What the task requires
Using the data that follows, return exactly the lines from the one that contains "let started = team_service::generate(&state, payload).await?;" through the one that contains "-> Result<Json<ActionResponse>, AppError>", ends included.

-- Opening Marker --

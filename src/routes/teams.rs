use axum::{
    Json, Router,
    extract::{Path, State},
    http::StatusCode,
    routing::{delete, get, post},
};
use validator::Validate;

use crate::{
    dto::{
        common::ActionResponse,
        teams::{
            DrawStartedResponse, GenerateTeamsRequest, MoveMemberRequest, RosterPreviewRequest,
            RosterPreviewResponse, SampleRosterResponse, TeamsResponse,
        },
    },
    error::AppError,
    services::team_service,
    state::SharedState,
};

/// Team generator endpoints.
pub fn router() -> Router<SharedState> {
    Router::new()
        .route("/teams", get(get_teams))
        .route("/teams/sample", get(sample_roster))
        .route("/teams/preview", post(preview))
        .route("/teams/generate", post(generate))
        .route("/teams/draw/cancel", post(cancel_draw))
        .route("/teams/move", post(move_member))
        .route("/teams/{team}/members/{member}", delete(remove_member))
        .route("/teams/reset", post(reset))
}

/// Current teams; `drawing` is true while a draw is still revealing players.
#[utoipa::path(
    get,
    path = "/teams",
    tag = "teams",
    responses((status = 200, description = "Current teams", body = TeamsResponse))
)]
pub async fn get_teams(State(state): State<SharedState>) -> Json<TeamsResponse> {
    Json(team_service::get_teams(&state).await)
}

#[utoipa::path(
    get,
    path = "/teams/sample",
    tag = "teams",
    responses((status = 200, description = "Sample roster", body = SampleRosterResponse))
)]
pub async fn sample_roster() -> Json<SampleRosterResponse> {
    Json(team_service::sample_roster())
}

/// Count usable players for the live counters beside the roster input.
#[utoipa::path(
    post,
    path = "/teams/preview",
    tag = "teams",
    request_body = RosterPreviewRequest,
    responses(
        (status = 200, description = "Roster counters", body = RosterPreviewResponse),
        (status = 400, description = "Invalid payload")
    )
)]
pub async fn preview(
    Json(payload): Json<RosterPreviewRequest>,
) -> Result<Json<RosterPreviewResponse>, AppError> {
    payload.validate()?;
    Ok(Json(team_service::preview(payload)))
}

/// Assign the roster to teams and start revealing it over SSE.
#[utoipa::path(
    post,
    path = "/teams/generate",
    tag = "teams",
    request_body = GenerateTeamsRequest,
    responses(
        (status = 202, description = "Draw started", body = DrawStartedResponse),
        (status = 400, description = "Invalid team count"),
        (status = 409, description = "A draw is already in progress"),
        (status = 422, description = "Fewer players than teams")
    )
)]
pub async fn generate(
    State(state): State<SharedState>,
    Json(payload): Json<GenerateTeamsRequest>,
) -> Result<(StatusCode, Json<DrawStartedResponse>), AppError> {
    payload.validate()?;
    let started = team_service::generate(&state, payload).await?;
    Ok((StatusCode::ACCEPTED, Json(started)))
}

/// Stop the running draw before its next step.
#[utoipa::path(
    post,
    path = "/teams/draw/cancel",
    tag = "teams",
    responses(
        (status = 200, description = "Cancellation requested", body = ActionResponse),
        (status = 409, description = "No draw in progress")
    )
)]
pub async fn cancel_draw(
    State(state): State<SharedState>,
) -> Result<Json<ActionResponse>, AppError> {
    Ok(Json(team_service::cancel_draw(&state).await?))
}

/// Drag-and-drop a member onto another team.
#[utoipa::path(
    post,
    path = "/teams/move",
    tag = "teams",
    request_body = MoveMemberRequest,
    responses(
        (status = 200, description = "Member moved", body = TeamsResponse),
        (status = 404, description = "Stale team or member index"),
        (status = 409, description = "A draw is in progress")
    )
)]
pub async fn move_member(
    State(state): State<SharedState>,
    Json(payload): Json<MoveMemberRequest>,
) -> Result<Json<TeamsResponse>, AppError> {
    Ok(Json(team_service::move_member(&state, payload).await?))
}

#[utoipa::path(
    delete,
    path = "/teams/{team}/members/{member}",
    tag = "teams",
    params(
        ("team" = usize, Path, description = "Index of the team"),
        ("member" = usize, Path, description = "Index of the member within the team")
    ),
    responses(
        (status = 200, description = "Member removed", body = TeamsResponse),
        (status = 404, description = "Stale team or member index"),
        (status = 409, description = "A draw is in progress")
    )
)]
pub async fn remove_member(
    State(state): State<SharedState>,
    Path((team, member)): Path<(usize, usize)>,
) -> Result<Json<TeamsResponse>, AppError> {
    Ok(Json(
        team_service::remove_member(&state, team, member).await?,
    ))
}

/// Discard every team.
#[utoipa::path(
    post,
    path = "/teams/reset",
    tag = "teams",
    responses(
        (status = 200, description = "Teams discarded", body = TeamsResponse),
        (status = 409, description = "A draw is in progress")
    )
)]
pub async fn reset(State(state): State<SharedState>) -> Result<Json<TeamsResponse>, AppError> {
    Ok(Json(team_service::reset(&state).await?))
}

-- Closing Marker --
-- Opening Marker --

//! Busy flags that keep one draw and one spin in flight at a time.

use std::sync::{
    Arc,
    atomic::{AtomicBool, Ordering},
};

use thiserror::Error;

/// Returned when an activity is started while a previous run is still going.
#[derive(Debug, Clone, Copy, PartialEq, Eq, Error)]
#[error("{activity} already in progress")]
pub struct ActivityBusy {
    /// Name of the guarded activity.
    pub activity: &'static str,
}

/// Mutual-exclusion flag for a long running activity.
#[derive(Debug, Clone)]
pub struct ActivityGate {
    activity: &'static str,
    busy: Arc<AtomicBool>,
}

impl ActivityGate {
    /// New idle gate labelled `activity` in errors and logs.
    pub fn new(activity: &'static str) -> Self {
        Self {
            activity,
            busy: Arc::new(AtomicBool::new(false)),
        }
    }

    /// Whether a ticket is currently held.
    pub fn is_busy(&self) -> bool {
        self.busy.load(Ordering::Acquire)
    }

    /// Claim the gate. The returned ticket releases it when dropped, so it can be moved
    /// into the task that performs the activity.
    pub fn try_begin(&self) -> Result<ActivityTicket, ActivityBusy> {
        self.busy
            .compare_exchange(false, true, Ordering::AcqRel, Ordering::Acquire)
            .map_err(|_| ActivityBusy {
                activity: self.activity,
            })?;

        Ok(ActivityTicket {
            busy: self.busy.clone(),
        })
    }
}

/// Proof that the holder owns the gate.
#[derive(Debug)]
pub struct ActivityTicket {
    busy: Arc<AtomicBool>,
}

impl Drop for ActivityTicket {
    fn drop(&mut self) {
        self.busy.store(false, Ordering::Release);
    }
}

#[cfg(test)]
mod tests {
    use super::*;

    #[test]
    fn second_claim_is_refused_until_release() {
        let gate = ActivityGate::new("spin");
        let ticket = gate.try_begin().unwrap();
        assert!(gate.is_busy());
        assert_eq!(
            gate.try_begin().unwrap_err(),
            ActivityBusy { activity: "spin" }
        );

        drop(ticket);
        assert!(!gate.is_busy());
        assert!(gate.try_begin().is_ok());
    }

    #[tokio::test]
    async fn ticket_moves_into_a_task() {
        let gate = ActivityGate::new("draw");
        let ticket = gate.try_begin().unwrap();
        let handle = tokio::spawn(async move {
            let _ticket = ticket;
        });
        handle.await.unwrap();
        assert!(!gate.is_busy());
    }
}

-- Closing Marker --

Result of this exercise
    let started = team_service::generate(&state, payload).await?;
    Ok((StatusCode::ACCEPTED, Json(started)))
}

/// Stop the running draw before its next step.
#[utoipa::path(
    post,
    path = "/teams/draw/cancel",
    tag = "teams",
    responses(
        (status = 200, description = "Cancellation requested", body = ActionResponse),
        (status = 409, description = "No draw in progress")
    )
)]
pub async fn cancel_draw(
    State(state): State<SharedState>,
) -> Result<Json<ActionResponse>, AppError> {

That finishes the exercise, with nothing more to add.